Not crazy at all. You might have seen on the news, the hurricane Rita evacuation from the Houston area in September 2005. It was chaos. This was only 3 weeks after hurricane Katrina turned New Orleans into a soup bowl and people hit the panic button. We were in Livingston, 75 miles north of Houston on Highway 59. People were supposed to go past us, up to Nacogdoches and fan out. They never made it. A normally 2 hour trip took 28 hours and people ran out of gas as they reached our town. Not only our town, but all the little towns north and west of Houston. 

It was hot, cars over heated and were abandoned on the roadsides. Several people died in the hot cars. There was no gasoline, no food, no water, just scared people fleeing before a hurricane. 
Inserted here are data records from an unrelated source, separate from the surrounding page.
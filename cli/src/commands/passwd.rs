//! `cabin passwd <name>` — rotate the instance login credential.

use anyhow::Result;
use clap::Args;

use crate::app::AppContext;
use crate::application::services::lifecycle::{ensure_runtime, set_credential};
use crate::domain::error::InstanceError;
use crate::domain::validate::validate_instance_name;

#[derive(Args)]
pub struct PasswdArgs {
    /// Instance name.
    pub name: String,
}

/// Run `cabin passwd <name>`.
///
/// # Errors
///
/// Fails when the instance is unknown or the in-guest password change fails.
pub async fn run(ctx: &AppContext, args: &PasswdArgs) -> Result<()> {
    validate_instance_name(&args.name)?;
    ensure_runtime(&ctx.runtime).await?;
    if ctx.store.load_instance(&args.name)?.is_none() {
        return Err(InstanceError::NotFound(args.name.clone()).into());
    }

    let credential = set_credential(&ctx.runtime, &ctx.store, &ctx.config, &args.name).await?;
    ctx.output
        .success(&format!("New credential set for '{}'", args.name));
    ctx.output.value(&credential.password);
    Ok(())
}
I was a Red Cross volunteer and spent nights at the elementary school a couple of blocks from our house. The town opened up the schools and churches to shelter people. We sheltered friends that lived in mobile homes, so our house was full of people. I spent a couple of nights at our church. Members opened up their freezers, which had no electricity, and cooked food on gas fish fryers. They ran out of food and I went foraging. I ran into the owner of a Sonic hamburger drive in and he loaded up the back of my truck. After the church got all they wanted, I passed out food around our neighborhood.

Most people were grateful and civilized, sadly some were not. People were angry and rude because we were not prepared for them. One lady got mad because we didn't have milk at church for her to drink, we only had water. She was invited to leave. 
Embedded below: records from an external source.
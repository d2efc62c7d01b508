//! Host-port allocation for new instances.
//!
//! Candidates are `base + i*100`, tried in increasing order. The step of 100
//! keeps the assigned range human-predictable and clear of manually-assigned
//! neighbors. A candidate is taken only when it passes all three checks: no
//! local listener, not in the runtime's published-port list, not reserved by
//! operator policy.

use std::collections::HashSet;
use std::net::{IpAddr, Ipv4Addr};

use anyhow::{Context, Result};

use crate::application::ports::{PortProbe, RuntimeInspector};
use crate::domain::error::PortError;

const PORT_STEP: u32 = 100;

/// Pick the first free candidate port, or fail after `max_tries` candidates.
///
/// # Errors
///
/// Returns [`PortError::Exhausted`] when no candidate is free. The caller
/// must not launch a container without a confirmed port.
pub async fn pick(
    probe: &impl PortProbe,
    published: &HashSet<u16>,
    reserved: &[u16],
    base: u16,
    max_tries: u16,
) -> Result<u16, PortError> {
    let localhost = IpAddr::V4(Ipv4Addr::LOCALHOST);
    for i in 0..u32::from(max_tries) {
        let Ok(candidate) = u16::try_from(u32::from(base) + i * PORT_STEP) else {
            break; // candidates past 65535 count as occupied
        };
        if reserved.contains(&candidate) || published.contains(&candidate) {
            continue;
        }
        if probe.is_listening(localhost, candidate).await {
            continue;
        }
        return Ok(candidate);
    }
    Err(PortError::Exhausted {
        base,
        tries: max_tries,
    })
}

/// Ask the runtime for all currently published host ports.
///
/// # Errors
///
/// Returns an error when the runtime cannot be queried.
pub async fn published_ports(rt: &impl RuntimeInspector) -> Result<HashSet<u16>> {
    let out = rt
        .published_ports()
        .await
        .context("listing published ports")?;
    if !out.status.success() {
        anyhow::bail!("listing published ports: {}", super::stderr_of(&out));
    }
    Ok(parse_published_ports(&super::stdout_of(&out)))
}

/// Parse the runtime's published-port column, e.g.
/// `0.0.0.0:42000->22/tcp, :::42000->22/tcp`, into the set of host ports.
/// Unparseable fragments are skipped; this is an observation, not a record.
#[must_use]
pub fn parse_published_ports(text: &str) -> HashSet<u16> {
    let mut ports = HashSet::new();
    for segment in text.split([',', '\n']) {
        let Some((host_side, _)) = segment.split_once("->") else {
            continue;
        };
        if let Some((_, port)) = host_side.trim().rsplit_once(':')
            && let Ok(port) = port.parse::<u16>()
        {
            ports.insert(port);
        }
    }
    ports
}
over 2,000 people were sheltered in our junior High, and they destroyed it, even rubbing human feces on the walls. Animals. 
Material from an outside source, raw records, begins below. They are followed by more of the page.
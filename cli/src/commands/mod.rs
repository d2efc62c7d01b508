//! Command handlers. Each module owns one subcommand: argument structs plus
//! a `run` function taking `&AppContext`.

pub mod build;
pub mod forward;
pub mod harden;
pub mod passwd;
pub mod remove;
pub mod start;
pub mod status;
pub mod stop;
Fortunately, the gas tankers ran, gas stations had gas and people went back home. It was about to get real bad, so that was a relief. 

Everywhere people went, they left a trail of trash. Whatever they consumed, they threw trash out the window. I understand pooping in parking lots, when you gotta go, you gotta go and there isn't much choice about that. But why litter up the roads and towns and places that helped them? 

It was an eye opener for me. From that day forward, we were moving farther north, away from Houston. I never wanted to be any where near in the path of scared people running out of Houston ever again, or any where else for that matter.

Hurricane Ike came blasting in like a freight train in September 2008. Few people evacuated. Hurricane Harvey hit in August 2017, people should have left, but didn't. My own sister got 7 feet of water in her house and they were rescued from their 2nd floor.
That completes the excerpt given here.